- [Your task]
For every line that contains the string "Result", pull that line out of the material below.

- [Records provided]
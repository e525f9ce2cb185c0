//! Field dictionary lookups
//!
//! Wraps a [`DictionaryDefinition`] with the indexes the parser needs: which
//! headers exist, which types claim a header, how each type processes a
//! header, and which line separates two records.

use indexmap::IndexMap;
use regex::Regex;
use std::path::Path;
use tracing::{debug, trace};

use super::processors::FieldProcessor;
use crate::app::models::{DictionaryDefinition, OwnershipRule, StructuredRecord};
use crate::constants::DEFAULT_RECORD_SEPARATOR;
use crate::{Error, Result};

/// Compiled, read-only view over a dictionary definition
///
/// Every processor and the record separator are built at construction, so a
/// dictionary that loads successfully can not fail with a configuration error
/// later. The structure is immutable afterwards and can be shared between
/// concurrent parses.
#[derive(Debug, Clone)]
pub struct FieldDictionary {
    types: IndexMap<String, CompiledType>,
    header_index: IndexMap<String, Vec<String>>,
    record_separator: Regex,
}

/// Per-type handlers keyed by header
#[derive(Debug, Clone)]
struct CompiledType {
    handlers: IndexMap<String, FieldProcessor>,
    belongs_to: Option<OwnershipRule>,
}

impl FieldDictionary {
    /// Compile a definition, falling back to the built-in record separator
    pub fn new(definition: DictionaryDefinition) -> Result<Self> {
        Self::with_default_separator(definition, DEFAULT_RECORD_SEPARATOR)
    }

    /// Compile a definition with an explicit fallback record separator
    ///
    /// The dictionary's own `options.record_separator` wins over
    /// `default_separator`.
    pub fn with_default_separator(
        definition: DictionaryDefinition,
        default_separator: &str,
    ) -> Result<Self> {
        let separator_pattern = definition
            .options
            .record_separator
            .as_deref()
            .unwrap_or(default_separator);
        let record_separator = Regex::new(separator_pattern)
            .map_err(|e| Error::invalid_separator(separator_pattern, e))?;

        let mut types = IndexMap::new();
        let mut header_index: IndexMap<String, Vec<String>> = IndexMap::new();

        for (type_name, type_definition) in &definition.types {
            let mut handlers = IndexMap::new();

            for (header, processor) in &type_definition.fields_by_header {
                handlers.insert(
                    header.clone(),
                    FieldProcessor::from_definition(header, processor)?,
                );
            }

            // Plain fields take precedence over a processor on the same header
            for (field, header) in &type_definition.fields {
                handlers.insert(header.clone(), FieldProcessor::trimmed(field.as_str()));
            }

            for (header, processor) in &handlers {
                if header.is_empty() {
                    return Err(Error::configuration(format!(
                        "Type '{}' declares an empty header",
                        type_name
                    )));
                }
                trace!("{}: '{}' handled by {}", type_name, header, processor.kind());
                header_index
                    .entry(header.clone())
                    .or_default()
                    .push(type_name.clone());
            }

            types.insert(
                type_name.clone(),
                CompiledType {
                    handlers,
                    belongs_to: type_definition.belongs_to.clone(),
                },
            );
        }

        debug!(
            "Compiled dictionary: {} types, {} headers, separator '{}'",
            types.len(),
            header_index.len(),
            separator_pattern
        );

        Ok(Self {
            types,
            header_index,
            record_separator,
        })
    }

    /// Decode and compile a JSON dictionary
    pub fn from_json_str(json: &str) -> Result<Self> {
        Self::new(parse_definition_json(json, "<inline>")?)
    }

    /// Decode and compile a YAML dictionary
    pub fn from_yaml_str(yaml: &str) -> Result<Self> {
        Self::new(parse_definition_yaml(yaml, "<inline>")?)
    }

    /// Load a dictionary file with the built-in record separator as fallback
    pub fn from_file(path: &Path) -> Result<Self> {
        Self::load(path, DEFAULT_RECORD_SEPARATOR)
    }

    /// Load a dictionary file; `.yaml`/`.yml` files are read as YAML, anything else as JSON
    pub fn load(path: &Path, default_separator: &str) -> Result<Self> {
        let content = std::fs::read_to_string(path).map_err(|e| {
            Error::io(
                format!("Failed to read dictionary {}", path.display()),
                e,
            )
        })?;

        let source_name = path.display().to_string();
        let is_yaml = path
            .extension()
            .and_then(|ext| ext.to_str())
            .is_some_and(|ext| ext.eq_ignore_ascii_case("yaml") || ext.eq_ignore_ascii_case("yml"));

        let definition = if is_yaml {
            parse_definition_yaml(&content, &source_name)?
        } else {
            parse_definition_json(&content, &source_name)?
        };

        Self::with_default_separator(definition, default_separator)
    }

    /// Every header declared by any type
    pub fn all_headers(&self) -> impl Iterator<Item = &str> {
        self.header_index.keys().map(String::as_str)
    }

    /// Type names declaring `header`; empty when the header is unknown
    pub fn types_for_header(&self, header: &str) -> &[String] {
        self.header_index
            .get(header)
            .map(Vec::as_slice)
            .unwrap_or_default()
    }

    /// Headers claimed by more than one type, with their claimants
    pub fn ambiguous_headers(&self) -> Vec<(&str, &[String])> {
        self.header_index
            .iter()
            .filter(|(_, type_names)| type_names.len() > 1)
            .map(|(header, type_names)| (header.as_str(), type_names.as_slice()))
            .collect()
    }

    /// Ownership rule of `type_name`, if it nests under another record
    pub fn owner_of(&self, type_name: &str) -> Option<&OwnershipRule> {
        self.types
            .get(type_name)
            .and_then(|compiled| compiled.belongs_to.as_ref())
    }

    /// Processor handling `header` for `type_name`
    pub fn processor_for(&self, type_name: &str, header: &str) -> Result<&FieldProcessor> {
        let compiled = self
            .types
            .get(type_name)
            .ok_or_else(|| Error::unknown_type(type_name))?;

        compiled
            .handlers
            .get(header)
            .ok_or_else(|| Error::field_lookup(type_name, header))
    }

    /// Write the fields `type_name` derives from `header` into `target`
    pub fn process(
        &self,
        target: &mut StructuredRecord,
        type_name: &str,
        header: &str,
        value: &str,
    ) -> Result<()> {
        self.processor_for(type_name, header)?
            .apply(target, header, value)
    }

    /// Compiled record separator
    pub fn record_separator(&self) -> &Regex {
        &self.record_separator
    }

    /// Whether `line` closes the current record
    pub fn is_record_separator(&self, line: &str) -> bool {
        self.record_separator.is_match(line)
    }
}

fn parse_definition_json(json: &str, source_name: &str) -> Result<DictionaryDefinition> {
    serde_json::from_str(json).map_err(|e| Error::dictionary_format(source_name, e.to_string()))
}

fn parse_definition_yaml(yaml: &str, source_name: &str) -> Result<DictionaryDefinition> {
    serde_yaml::from_str(yaml).map_err(|e| Error::dictionary_format(source_name, e.to_string()))
}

- [Written answer]
use crate::{Error, Result};
    pub fn new(definition: DictionaryDefinition) -> Result<Self> {
    ) -> Result<Self> {
    pub fn from_json_str(json: &str) -> Result<Self> {
    pub fn from_yaml_str(yaml: &str) -> Result<Self> {
    pub fn from_file(path: &Path) -> Result<Self> {
    pub fn load(path: &Path, default_separator: &str) -> Result<Self> {
    pub fn processor_for(&self, type_name: &str, header: &str) -> Result<&FieldProcessor> {
    ) -> Result<()> {
fn parse_definition_json(json: &str, source_name: &str) -> Result<DictionaryDefinition> {
fn parse_definition_yaml(yaml: &str, source_name: &str) -> Result<DictionaryDefinition> {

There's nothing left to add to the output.